𝐌𝐄𝐓𝐀𝐍𝐎𝐈𝐀: 𝐚 𝐥𝐢𝐟𝐞𝐭𝐢𝐦𝐞 𝐨𝐟 𝐜𝐡𝐚𝐧𝐠𝐞

by hey there sunshine -- (thatsquite_punwise_ofyou)



Category: Wanderlust (RP)
Genre: Gen, Multi, Other, how raphael got to iagos, iggy deserves to be a merman, it's literally so bad, smh we love a backstory, watch me delete this in like a week
Language: English
Status: In-Progress
Published: 2020-05-27
Updated: 2020-05-27
Packaged: 2021-03-02 18:54:00
Rating: Not Rated
Warnings: Creator Chose Not To Use Archive Warnings
Chapters: 1
Words: 2,673
Publisher: archiveofourown.org
Story URL: https://archiveofourown.org/works/24401632
Author URL: https://archiveofourown.org/users/thatsquite_punwise_ofyou/pseuds/hey%20there%20sunshine%20--
Summary: Coral skies and azure seas are one man's journey from Raphael to Iagos.
Relationships: Iagos Roravelle & Halcyon Wisteria, Lyrea & Keltic Roravelle
Kudos: 1





	𝐌𝐄𝐓𝐀𝐍𝐎𝐈𝐀: 𝐚 𝐥𝐢𝐟𝐞𝐭𝐢𝐦𝐞 𝐨𝐟 𝐜𝐡𝐚𝐧𝐠𝐞

Raphael is a perfect example of his kind: playful, curious, and – more than anything – innocent.

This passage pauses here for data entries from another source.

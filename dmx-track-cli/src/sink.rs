//! JSON export sink
//!
//! Stands in for an animation host: each accepted track is collected and the
//! whole set is written as one JSON document that a host-side importer can
//! replay into its own sequence/track objects.

use anyhow::{Context, Result};
use dmx_track_core::{HostSinkError, Keyframe, TrackSink};
use serde::{Deserialize, Serialize};
use std::collections::HashSet;
use std::fs::File;
use std::io::{BufWriter, Write};
use std::path::Path;

/// One exported track
#[derive(Debug, Clone, PartialEq, Serialize, Deserialize)]
pub struct ExportedTrack {
    pub target: String,
    pub keyframes: Vec<Keyframe>,
}

/// The written document
#[derive(Debug, Clone, PartialEq, Serialize, Deserialize)]
pub struct TrackExport {
    pub frame_rate: f64,
    pub tracks: Vec<ExportedTrack>,
}

/// Collects tracks keyed by host target path
pub struct JsonExportSink {
    frame_rate: f64,
    seen: HashSet<String>,
    tracks: Vec<ExportedTrack>,
}

impl JsonExportSink {
    pub fn new(frame_rate: f64) -> Self {
        Self {
            frame_rate,
            seen: HashSet::new(),
            tracks: Vec::new(),
        }
    }

    pub fn into_export(self) -> TrackExport {
        TrackExport {
            frame_rate: self.frame_rate,
            tracks: self.tracks,
        }
    }

    /// Write all collected tracks to `path`
    pub fn write_to(self, path: &Path) -> Result<usize> {
        let export = self.into_export();
        let file = File::create(path).with_context(|| format!("Failed to create tracks file: {:?}", path))?;
        let mut writer = BufWriter::new(file);
        serde_json::to_writer_pretty(&mut writer, &export)
            .with_context(|| format!("Failed to write tracks file: {:?}", path))?;
        writer.flush()?;

        log::info!("Wrote {} tracks to {:?}", export.tracks.len(), path);
        Ok(export.tracks.len())
    }
}

impl TrackSink for JsonExportSink {
    type Handle = String;

    fn create_track(&mut self, handle: &String, keyframes: &[Keyframe]) -> std::result::Result<(), HostSinkError> {
        // Two channels driving one property would overwrite each other
        if !self.seen.insert(handle.clone()) {
            return Err(HostSinkError::new(format!("target '{}' already has a track", handle)));
        }

        self.tracks.push(ExportedTrack {
            target: handle.clone(),
            keyframes: keyframes.to_vec(),
        });
        Ok(())
    }
}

Unaware of the world and people and ulterior things. For him, life is simple and nothing more than the tugging currents carving patterns in the soft sand that gives way to just about anything. Life is floating along the currents given, cradled by Seidopon. Nothing more than what’s given.

And his mother, too.

Raphael never knew his father. Such is the way of the fleeting lives led by his kind, Seidopon’s people who have no name. Whenever he asks about his father, Lyrea tells him that Raphael’s father stayed with her long enough to nurture her into motherhood. Shortly before Raphael was born, he left. This is commonplace, Raphael is told. He shouldn’t think much of it. But he does anyway.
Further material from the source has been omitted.